If a line below contains "from", add it to your tally, then answer with the tally alone.

[Opening THE INPUT section]

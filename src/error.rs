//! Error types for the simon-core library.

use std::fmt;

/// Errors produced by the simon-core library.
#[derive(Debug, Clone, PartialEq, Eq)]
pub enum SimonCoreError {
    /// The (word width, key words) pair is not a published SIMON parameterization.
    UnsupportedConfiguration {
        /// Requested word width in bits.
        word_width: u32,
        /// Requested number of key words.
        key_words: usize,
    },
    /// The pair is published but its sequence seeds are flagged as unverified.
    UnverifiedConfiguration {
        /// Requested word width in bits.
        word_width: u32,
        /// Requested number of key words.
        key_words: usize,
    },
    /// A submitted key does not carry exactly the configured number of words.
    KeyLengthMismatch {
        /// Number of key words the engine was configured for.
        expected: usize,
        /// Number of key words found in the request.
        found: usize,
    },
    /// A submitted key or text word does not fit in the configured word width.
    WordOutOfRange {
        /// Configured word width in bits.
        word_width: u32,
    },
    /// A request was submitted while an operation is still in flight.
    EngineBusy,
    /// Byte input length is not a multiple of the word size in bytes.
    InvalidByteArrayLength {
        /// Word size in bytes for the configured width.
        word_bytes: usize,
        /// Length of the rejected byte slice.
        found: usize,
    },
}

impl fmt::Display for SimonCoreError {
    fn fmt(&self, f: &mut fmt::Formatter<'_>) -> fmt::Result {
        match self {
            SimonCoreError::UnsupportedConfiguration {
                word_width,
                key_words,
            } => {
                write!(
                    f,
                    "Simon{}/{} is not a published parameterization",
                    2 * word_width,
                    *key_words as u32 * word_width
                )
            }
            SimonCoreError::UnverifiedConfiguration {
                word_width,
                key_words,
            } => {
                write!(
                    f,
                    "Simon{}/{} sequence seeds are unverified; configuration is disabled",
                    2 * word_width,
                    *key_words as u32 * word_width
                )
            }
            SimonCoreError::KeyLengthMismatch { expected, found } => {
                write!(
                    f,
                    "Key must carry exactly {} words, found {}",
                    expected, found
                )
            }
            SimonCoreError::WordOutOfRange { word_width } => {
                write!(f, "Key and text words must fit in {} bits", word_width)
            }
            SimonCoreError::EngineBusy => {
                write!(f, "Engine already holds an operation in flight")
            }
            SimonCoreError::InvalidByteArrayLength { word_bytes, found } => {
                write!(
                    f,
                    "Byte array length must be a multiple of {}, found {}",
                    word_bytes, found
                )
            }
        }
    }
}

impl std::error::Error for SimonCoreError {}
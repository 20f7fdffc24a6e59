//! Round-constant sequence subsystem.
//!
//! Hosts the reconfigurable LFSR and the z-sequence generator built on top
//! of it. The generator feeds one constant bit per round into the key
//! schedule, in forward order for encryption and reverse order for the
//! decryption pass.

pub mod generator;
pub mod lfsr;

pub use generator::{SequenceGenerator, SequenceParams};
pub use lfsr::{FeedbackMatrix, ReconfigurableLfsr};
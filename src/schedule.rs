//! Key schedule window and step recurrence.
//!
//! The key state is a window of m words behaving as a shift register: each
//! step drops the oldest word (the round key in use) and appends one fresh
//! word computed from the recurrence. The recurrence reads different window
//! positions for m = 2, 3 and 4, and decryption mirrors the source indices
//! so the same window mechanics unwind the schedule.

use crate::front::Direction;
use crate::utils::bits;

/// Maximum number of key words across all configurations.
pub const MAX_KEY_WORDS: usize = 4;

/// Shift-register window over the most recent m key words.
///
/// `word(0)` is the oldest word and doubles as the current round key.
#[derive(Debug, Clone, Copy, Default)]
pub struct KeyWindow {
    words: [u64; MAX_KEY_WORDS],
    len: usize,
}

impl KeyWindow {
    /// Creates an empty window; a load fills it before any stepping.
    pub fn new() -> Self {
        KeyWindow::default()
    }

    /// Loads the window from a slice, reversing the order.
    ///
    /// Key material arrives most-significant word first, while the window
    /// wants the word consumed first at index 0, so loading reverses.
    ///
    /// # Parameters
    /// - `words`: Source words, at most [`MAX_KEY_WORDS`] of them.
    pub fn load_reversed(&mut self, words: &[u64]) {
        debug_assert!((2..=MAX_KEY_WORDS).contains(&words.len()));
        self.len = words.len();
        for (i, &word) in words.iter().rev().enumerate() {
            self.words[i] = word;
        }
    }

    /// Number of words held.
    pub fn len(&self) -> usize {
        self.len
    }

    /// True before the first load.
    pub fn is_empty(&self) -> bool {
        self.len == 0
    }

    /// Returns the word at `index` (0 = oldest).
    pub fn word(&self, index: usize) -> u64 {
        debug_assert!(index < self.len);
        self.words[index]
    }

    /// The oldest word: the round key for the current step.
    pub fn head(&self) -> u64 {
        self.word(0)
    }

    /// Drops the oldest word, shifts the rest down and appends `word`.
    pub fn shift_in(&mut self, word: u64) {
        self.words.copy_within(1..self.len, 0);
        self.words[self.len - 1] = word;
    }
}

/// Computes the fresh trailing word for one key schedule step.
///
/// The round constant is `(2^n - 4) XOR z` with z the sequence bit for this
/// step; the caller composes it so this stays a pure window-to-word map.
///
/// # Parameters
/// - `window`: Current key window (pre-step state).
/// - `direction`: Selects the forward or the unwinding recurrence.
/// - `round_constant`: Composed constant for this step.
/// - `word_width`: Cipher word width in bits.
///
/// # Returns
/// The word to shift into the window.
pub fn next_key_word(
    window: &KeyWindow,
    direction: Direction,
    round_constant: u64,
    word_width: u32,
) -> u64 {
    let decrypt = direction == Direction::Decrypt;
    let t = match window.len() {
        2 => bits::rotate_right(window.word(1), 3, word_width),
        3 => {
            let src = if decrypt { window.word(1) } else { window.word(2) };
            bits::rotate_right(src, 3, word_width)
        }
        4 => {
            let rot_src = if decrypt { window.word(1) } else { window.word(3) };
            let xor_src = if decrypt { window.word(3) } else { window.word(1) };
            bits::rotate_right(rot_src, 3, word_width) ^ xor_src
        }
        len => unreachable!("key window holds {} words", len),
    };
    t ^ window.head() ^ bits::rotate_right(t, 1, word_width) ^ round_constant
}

[Closing THE INPUT section]

ANSWER TO THIS PROBLEM:
2